**Assignment**
What follows is a set of records; repeat all of them exactly.

[Dataset excerpts]
§ §

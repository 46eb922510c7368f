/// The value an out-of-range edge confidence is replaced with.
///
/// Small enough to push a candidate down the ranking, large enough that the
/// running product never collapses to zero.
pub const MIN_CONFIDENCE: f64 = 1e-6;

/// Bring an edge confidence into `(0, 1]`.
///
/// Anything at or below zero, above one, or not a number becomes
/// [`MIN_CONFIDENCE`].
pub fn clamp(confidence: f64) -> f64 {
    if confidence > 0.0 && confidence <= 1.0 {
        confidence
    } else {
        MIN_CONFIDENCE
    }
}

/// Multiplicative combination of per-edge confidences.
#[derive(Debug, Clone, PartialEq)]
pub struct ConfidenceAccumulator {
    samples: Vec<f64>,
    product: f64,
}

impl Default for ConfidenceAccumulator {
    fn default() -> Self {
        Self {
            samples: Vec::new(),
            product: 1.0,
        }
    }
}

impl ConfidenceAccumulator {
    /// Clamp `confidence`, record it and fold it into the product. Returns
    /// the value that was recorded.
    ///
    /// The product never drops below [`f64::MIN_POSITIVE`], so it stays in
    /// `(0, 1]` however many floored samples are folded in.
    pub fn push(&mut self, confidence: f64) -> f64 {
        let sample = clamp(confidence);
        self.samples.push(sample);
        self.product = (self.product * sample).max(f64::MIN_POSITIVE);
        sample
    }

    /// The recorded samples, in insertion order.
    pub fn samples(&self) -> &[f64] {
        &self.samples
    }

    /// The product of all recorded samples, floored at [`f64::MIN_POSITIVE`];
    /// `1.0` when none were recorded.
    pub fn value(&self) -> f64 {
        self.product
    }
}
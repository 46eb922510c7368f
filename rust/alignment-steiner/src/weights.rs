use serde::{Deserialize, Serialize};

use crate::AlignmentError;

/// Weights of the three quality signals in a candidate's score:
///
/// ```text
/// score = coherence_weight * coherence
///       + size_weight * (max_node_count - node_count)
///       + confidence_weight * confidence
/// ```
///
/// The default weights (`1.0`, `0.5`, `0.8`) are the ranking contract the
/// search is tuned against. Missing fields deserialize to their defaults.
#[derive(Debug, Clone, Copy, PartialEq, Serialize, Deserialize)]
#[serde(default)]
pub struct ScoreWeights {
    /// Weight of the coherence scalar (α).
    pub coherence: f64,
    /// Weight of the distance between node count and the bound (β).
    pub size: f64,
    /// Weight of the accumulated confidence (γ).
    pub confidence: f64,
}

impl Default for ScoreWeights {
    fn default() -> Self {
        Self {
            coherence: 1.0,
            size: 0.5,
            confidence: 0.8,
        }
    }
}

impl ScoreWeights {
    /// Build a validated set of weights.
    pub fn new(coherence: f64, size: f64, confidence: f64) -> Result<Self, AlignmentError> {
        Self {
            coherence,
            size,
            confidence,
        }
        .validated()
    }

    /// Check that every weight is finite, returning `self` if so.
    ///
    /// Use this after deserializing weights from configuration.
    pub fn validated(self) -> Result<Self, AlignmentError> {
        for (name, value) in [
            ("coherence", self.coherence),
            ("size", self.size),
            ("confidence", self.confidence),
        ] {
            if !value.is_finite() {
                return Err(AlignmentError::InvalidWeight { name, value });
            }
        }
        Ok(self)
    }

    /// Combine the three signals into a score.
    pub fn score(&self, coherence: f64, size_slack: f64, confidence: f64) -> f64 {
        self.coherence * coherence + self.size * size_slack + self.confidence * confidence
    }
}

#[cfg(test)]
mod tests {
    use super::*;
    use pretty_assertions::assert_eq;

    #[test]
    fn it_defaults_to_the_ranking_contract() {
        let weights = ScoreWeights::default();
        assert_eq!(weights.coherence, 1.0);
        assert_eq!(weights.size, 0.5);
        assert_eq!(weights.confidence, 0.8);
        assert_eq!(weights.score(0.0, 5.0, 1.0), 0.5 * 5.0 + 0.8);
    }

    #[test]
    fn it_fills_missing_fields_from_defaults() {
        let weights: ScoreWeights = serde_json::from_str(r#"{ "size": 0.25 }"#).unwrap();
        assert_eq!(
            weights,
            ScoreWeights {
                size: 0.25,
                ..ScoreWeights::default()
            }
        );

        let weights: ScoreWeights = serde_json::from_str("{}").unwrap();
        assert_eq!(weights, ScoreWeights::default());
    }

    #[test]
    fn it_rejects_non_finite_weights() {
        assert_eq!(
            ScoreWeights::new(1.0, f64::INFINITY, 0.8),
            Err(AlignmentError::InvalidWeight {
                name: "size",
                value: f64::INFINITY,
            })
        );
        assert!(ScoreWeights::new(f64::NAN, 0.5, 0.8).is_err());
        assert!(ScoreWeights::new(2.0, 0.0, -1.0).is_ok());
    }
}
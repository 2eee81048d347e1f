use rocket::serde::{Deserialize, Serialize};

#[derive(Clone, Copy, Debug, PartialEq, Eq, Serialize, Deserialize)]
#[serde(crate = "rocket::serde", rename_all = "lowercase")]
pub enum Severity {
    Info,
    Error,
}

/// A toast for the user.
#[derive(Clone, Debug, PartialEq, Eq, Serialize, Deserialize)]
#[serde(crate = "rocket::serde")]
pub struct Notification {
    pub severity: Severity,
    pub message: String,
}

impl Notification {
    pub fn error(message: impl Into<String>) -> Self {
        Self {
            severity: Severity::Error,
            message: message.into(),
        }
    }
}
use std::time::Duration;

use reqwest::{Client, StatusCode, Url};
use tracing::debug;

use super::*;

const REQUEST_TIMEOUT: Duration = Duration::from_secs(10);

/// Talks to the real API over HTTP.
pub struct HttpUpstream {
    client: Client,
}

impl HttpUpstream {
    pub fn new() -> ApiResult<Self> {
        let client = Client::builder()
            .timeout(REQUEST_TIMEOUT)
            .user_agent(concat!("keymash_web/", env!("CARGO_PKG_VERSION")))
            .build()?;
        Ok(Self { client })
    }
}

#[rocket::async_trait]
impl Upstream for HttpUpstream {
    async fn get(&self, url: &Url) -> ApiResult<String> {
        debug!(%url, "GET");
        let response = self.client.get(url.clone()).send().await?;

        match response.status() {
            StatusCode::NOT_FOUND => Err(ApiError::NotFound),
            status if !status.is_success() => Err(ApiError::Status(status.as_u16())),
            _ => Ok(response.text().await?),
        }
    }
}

§ §

**Result below**
repository 46eb922510c7368f
/// The value an out-of-range edge confidence is replaced with.
///
/// Small enough to push a candidate down the ranking, large enough that the
/// running product never collapses to zero.
pub const MIN_CONFIDENCE: f64 = 1e-6;

/// Bring an edge confidence into `(0, 1]`.
///
/// Anything at or below zero, above one, or not a number becomes
/// [`MIN_CONFIDENCE`].
pub fn clamp(confidence: f64) -> f64 {
    if confidence > 0.0 && confidence <= 1.0 {
        confidence
    } else {
        MIN_CONFIDENCE
    }
}

/// Multiplicative combination of per-edge confidences.
#[derive(Debug, Clone, PartialEq)]
pub struct ConfidenceAccumulator {
    samples: Vec<f64>,
    product: f64,
}

impl Default for ConfidenceAccumulator {
    fn default() -> Self {
        Self {
            samples: Vec::new(),
            product: 1.0,
        }
    }
}

impl ConfidenceAccumulator {
    /// Clamp `confidence`, record it and fold it into the product. Returns
    /// the value that was recorded.
    ///
    /// The product never drops below [`f64::MIN_POSITIVE`], so it stays in
    /// `(0, 1]` however many floored samples are folded in.
    pub fn push(&mut self, confidence: f64) -> f64 {
        let sample = clamp(confidence);
        self.samples.push(sample);
        self.product = (self.product * sample).max(f64::MIN_POSITIVE);
        sample
    }

    /// The recorded samples, in insertion order.
    pub fn samples(&self) -> &[f64] {
        &self.samples
    }

    /// The product of all recorded samples, floored at [`f64::MIN_POSITIVE`];
    /// `1.0` when none were recorded.
    pub fn value(&self) -> f64 {
        self.product
    }
}
repository 46eb922510c7368f
filename rust/alignment-steiner/src/weights.rs
use serde::{Deserialize, Serialize};

use crate::AlignmentError;

/// Weights of the three quality signals in a candidate's score:
///
/// ```text
/// score = coherence_weight * coherence
///       + size_weight * (max_node_count - node_count)
///       + confidence_weight * confidence
/// ```
///
/// The default weights (`1.0`, `0.5`, `0.8`) are the ranking contract the
/// search is tuned against. Missing fields deserialize to their defaults.
#[derive(Debug, Clone, Copy, PartialEq, Serialize, Deserialize)]
#[serde(default)]
pub struct ScoreWeights {
    /// Weight of the coherence scalar (α).
    pub coherence: f64,
    /// Weight of the distance between node count and the bound (β).
    pub size: f64,
    /// Weight of the accumulated confidence (γ).
    pub confidence: f64,
}

impl Default for ScoreWeights {
    fn default() -> Self {
        Self {
            coherence: 1.0,
            size: 0.5,
            confidence: 0.8,
        }
    }
}

impl ScoreWeights {
    /// Build a validated set of weights.
    pub fn new(coherence: f64, size: f64, confidence: f64) -> Result<Self, AlignmentError> {
        Self {
            coherence,
            size,
            confidence,
        }
        .validated()
    }

    /// Check that every weight is finite, returning `self` if so.
    ///
    /// Use this after deserializing weights from configuration.
    pub fn validated(self) -> Result<Self, AlignmentError> {
        for (name, value) in [
            ("coherence", self.coherence),
            ("size", self.size),
            ("confidence", self.confidence),
        ] {
            if !value.is_finite() {
                return Err(AlignmentError::InvalidWeight { name, value });
            }
        }
        Ok(self)
    }

    /// Combine the three signals into a score.
    pub fn score(&self, coherence: f64, size_slack: f64, confidence: f64) -> f64 {
        self.coherence * coherence + self.size * size_slack + self.confidence * confidence
    }
}

#[cfg(test)]
mod tests {
    use super::*;
    use pretty_assertions::assert_eq;

    #[test]
    fn it_defaults_to_the_ranking_contract() {
        let weights = ScoreWeights::default();
        assert_eq!(weights.coherence, 1.0);
        assert_eq!(weights.size, 0.5);
        assert_eq!(weights.confidence, 0.8);
        assert_eq!(weights.score(0.0, 5.0, 1.0), 0.5 * 5.0 + 0.8);
    }

    #[test]
    fn it_fills_missing_fields_from_defaults() {
        let weights: ScoreWeights = serde_json::from_str(r#"{ "size": 0.25 }"#).unwrap();
        assert_eq!(
            weights,
            ScoreWeights {
                size: 0.25,
                ..ScoreWeights::default()
            }
        );

        let weights: ScoreWeights = serde_json::from_str("{}").unwrap();
        assert_eq!(weights, ScoreWeights::default());
    }

    #[test]
    fn it_rejects_non_finite_weights() {
        assert_eq!(
            ScoreWeights::new(1.0, f64::INFINITY, 0.8),
            Err(AlignmentError::InvalidWeight {
                name: "size",
                value: f64::INFINITY,
            })
        );
        assert!(ScoreWeights::new(f64::NAN, 0.5, 0.8).is_err());
        assert!(ScoreWeights::new(2.0, 0.0, -1.0).is_ok());
    }
}
repository 2eee81048d347e1f
use rocket::serde::{Deserialize, Serialize};

#[derive(Clone, Copy, Debug, PartialEq, Eq, Serialize, Deserialize)]
#[serde(crate = "rocket::serde", rename_all = "lowercase")]
pub enum Severity {
    Info,
    Error,
}

/// A toast for the user.
#[derive(Clone, Debug, PartialEq, Eq, Serialize, Deserialize)]
#[serde(crate = "rocket::serde")]
pub struct Notification {
    pub severity: Severity,
    pub message: String,
}

impl Notification {
    pub fn error(message: impl Into<String>) -> Self {
        Self {
            severity: Severity::Error,
            message: message.into(),
        }
    }
}
use std::time::Duration;

use reqwest::{Client, StatusCode, Url};
use tracing::debug;

use super::*;

const REQUEST_TIMEOUT: Duration = Duration::from_secs(10);

/// Talks to the real API over HTTP.
pub struct HttpUpstream {
    client: Client,
}

impl HttpUpstream {
    pub fn new() -> ApiResult<Self> {
        let client = Client::builder()
            .timeout(REQUEST_TIMEOUT)
            .user_agent(concat!("keymash_web/", env!("CARGO_PKG_VERSION")))
            .build()?;
        Ok(Self { client })
    }
}

#[rocket::async_trait]
impl Upstream for HttpUpstream {
    async fn get(&self, url: &Url) -> ApiResult<String> {
        debug!(%url, "GET");
        let response = self.client.get(url.clone()).send().await?;

        match response.status() {
            StatusCode::NOT_FOUND => Err(ApiError::NotFound),
            status if !status.is_success() => Err(ApiError::Status(status.as_u16())),
            _ => Ok(response.text().await?),
        }
    }
}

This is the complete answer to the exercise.